TASK GOAL
Quote exactly, and only, the lines of the material below from the line with "brackets when present." through the line with "pub fn dictionary(key: Self, value: Option<Self>)".

SUPPLIED ENTRIES
-------------------------

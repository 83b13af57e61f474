//! AL data type model.
//!
//! A closed set of type shapes, each rendered to the text it takes in AL
//! source (`Code[20]`, `List of [Text]`, `Dictionary of [Code[20], Decimal]`).

use std::fmt;

/// An AL data type as written in a variable declaration.
#[derive(Debug, Clone, PartialEq, Eq)]
pub enum DataType {
    /// A type written by name only (`Integer`, `Decimal`, `Boolean`).
    Primitive(String),
    /// `Text` or `Code` with an optional maximum length.
    Sized {
        /// Type name.
        name: String,
        /// Maximum length, rendered in brackets when present.
        length: Option<u32>,
    },
    /// `Label 'text'`.
    Label(String),
    /// `List of [...]`.
    List(Vec<DataType>),
    /// `Array[dims] of ...`.
    Array {
        /// One entry per dimension.
        dimensions: Vec<u32>,
        /// Element type(s).
        elements: Vec<DataType>,
    },
    /// `Dictionary of [key, value]`.
    Dictionary {
        /// Key type.
        key: Option<Box<DataType>>,
        /// Value type.
        value: Option<Box<DataType>>,
    },
    /// Reference to an application object (`Record Item`, `Codeunit "Sales-Post"`).
    Object {
        /// Object type keyword.
        kind: String,
        /// Object name.
        name: String,
    },
}

impl DataType {
    #[must_use]
    pub fn primitive(name: impl Into<String>) -> Self {
        Self::Primitive(name.into())
    }

    #[must_use]
    pub fn sized(name: impl Into<String>, length: Option<u32>) -> Self {
        Self::Sized { name: name.into(), length }
    }

    #[must_use]
    pub fn dictionary(key: Self, value: Option<Self>) -> Self {
        Self::Dictionary { key: Some(Box::new(key)), value: value.map(Box::new) }
    }

    #[must_use]
    pub fn object(kind: impl Into<String>, name: impl Into<String>) -> Self {
        Self::Object { kind: kind.into(), name: name.into() }
    }

    /// Renders the type as AL source text.
    #[must_use]
    pub fn render(&self) -> String {
        match self {
            Self::Primitive(name) => name.clone(),
            Self::Sized { name, length: Some(length) } => format!("{name}[{length}]"),
            Self::Sized { name, length: None } => name.clone(),
            Self::Label(text) => format!("Label '{text}'"),
            Self::List(elements) => {
                let inner = elements.iter().map(Self::render).collect::<Vec<_>>().join(", ");
                format!("List of [{inner}]")
            }
            Self::Array { dimensions, elements } => {
                let dims = dimensions.iter().map(u32::to_string).collect::<Vec<_>>().join(",");
                let inner = elements.iter().map(Self::render).collect::<Vec<_>>().join(" ");
                format!("Array[{dims}] of {inner}")
            }
            Self::Dictionary { key, value } => {
                format!("Dictionary of [{}", render_pair(key.as_deref(), value.as_deref()))
            }
            Self::Object { kind, name } => format!("{kind} {}", quote_name(name)),
        }
    }
}

/// `key, value]`, or just `key` when there is no value.
fn render_pair(key: Option<&DataType>, value: Option<&DataType>) -> String {
    let key = key.map(DataType::render).unwrap_or_default();
    match value {
        Some(value) => format!("{key}, {}]", value.render()),
        None => key,
    }
}

/// Quotes an object name when it contains whitespace.
#[must_use]
pub fn quote_name(name: &str) -> String {
    if name.chars().any(char::is_whitespace) { format!("\"{name}\"") } else { name.to_string() }
}

impl fmt::Display for DataType {
    fn fmt(&self, f: &mut fmt::Formatter<'_>) -> fmt::Result {
        f.write_str(&self.render())
    }
}
//! Translation lookup errors.

use thiserror::Error;

/// Failures while looking a phrase up on the terminology portal.
#[derive(Error, Debug)]
pub enum TranslationError {
    /// The portal answered with a non-success status.
    #[error("Translation service returned HTTP {0}")]
    Status(u16),

    /// The request never produced a response.
    #[error("Translation request failed: {0}")]
    Transport(#[from] reqwest::Error),

    /// The configured search URL is not usable.
    #[error("Invalid search URL '{url}': {source}")]
    InvalidUrl {
        url: String,
        #[source]
        source: url::ParseError,
    },
}
use crate::dual::Dual;
use crate::error::Result;
use crate::float::Float;

impl<F: Float> super::BytecodeTape<F> {
    /// Compute the full Jacobian via reverse mode.
    ///
    /// One forward sweep, then one reverse sweep per output.
    /// Returns `J[i][j] = ∂out_i/∂x_j`.
    pub fn jacobian(&self, x: &[F]) -> Result<Vec<Vec<F>>> {
        let mut values = Vec::new();
        self.forward_into(x, &mut values)?;

        let ni = self.num_inputs as usize;
        Ok(self
            .output_indices
            .iter()
            .map(|&out_idx| {
                let mut adjoints = self.reverse_from(&values, out_idx);
                adjoints.truncate(ni);
                adjoints
            })
            .collect())
    }

    /// Dense Jacobian via forward mode (one forward-tangent pass per input).
    ///
    /// More efficient than reverse mode when `num_inputs < num_outputs`.
    pub fn jacobian_forward(&self, x: &[F]) -> Result<Vec<Vec<F>>> {
        self.check_inputs(x)?;
        let n = self.num_inputs as usize;
        let m = self.output_indices.len();

        let mut jac = vec![vec![F::zero(); n]; m];
        let mut dual_input_buf: Vec<Dual<F>> = Vec::with_capacity(n);
        let mut dual_vals_buf: Vec<Dual<F>> = Vec::new();

        for col in 0..n {
            dual_input_buf.clear();
            dual_input_buf.extend(x.iter().enumerate().map(|(i, &xi)| {
                Dual::new(xi, if i == col { F::one() } else { F::zero() })
            }));

            self.forward_tangent(&dual_input_buf, &mut dual_vals_buf);

            for (row, &out_idx) in jac.iter_mut().zip(&self.output_indices) {
                row[col] = dual_vals_buf[out_idx as usize].eps;
            }
        }

        Ok(jac)
    }
}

-------------------------

RESPONSE
        /// Maximum length, rendered in brackets when present.
        length: Option<u32>,
    },
    /// `Label 'text'`.
    Label(String),
    /// `List of [...]`.
    List(Vec<DataType>),
    /// `Array[dims] of ...`.
    Array {
        /// One entry per dimension.
        dimensions: Vec<u32>,
        /// Element type(s).
        elements: Vec<DataType>,
    },
    /// `Dictionary of [key, value]`.
    Dictionary {
        /// Key type.
        key: Option<Box<DataType>>,
        /// Value type.
        value: Option<Box<DataType>>,
    },
    /// Reference to an application object (`Record Item`, `Codeunit "Sales-Post"`).
    Object {
        /// Object type keyword.
        kind: String,
        /// Object name.
        name: String,
    },
}

impl DataType {
    #[must_use]
    pub fn primitive(name: impl Into<String>) -> Self {
        Self::Primitive(name.into())
    }

    #[must_use]
    pub fn sized(name: impl Into<String>, length: Option<u32>) -> Self {
        Self::Sized { name: name.into(), length }
    }

    #[must_use]
    pub fn dictionary(key: Self, value: Option<Self>) -> Self {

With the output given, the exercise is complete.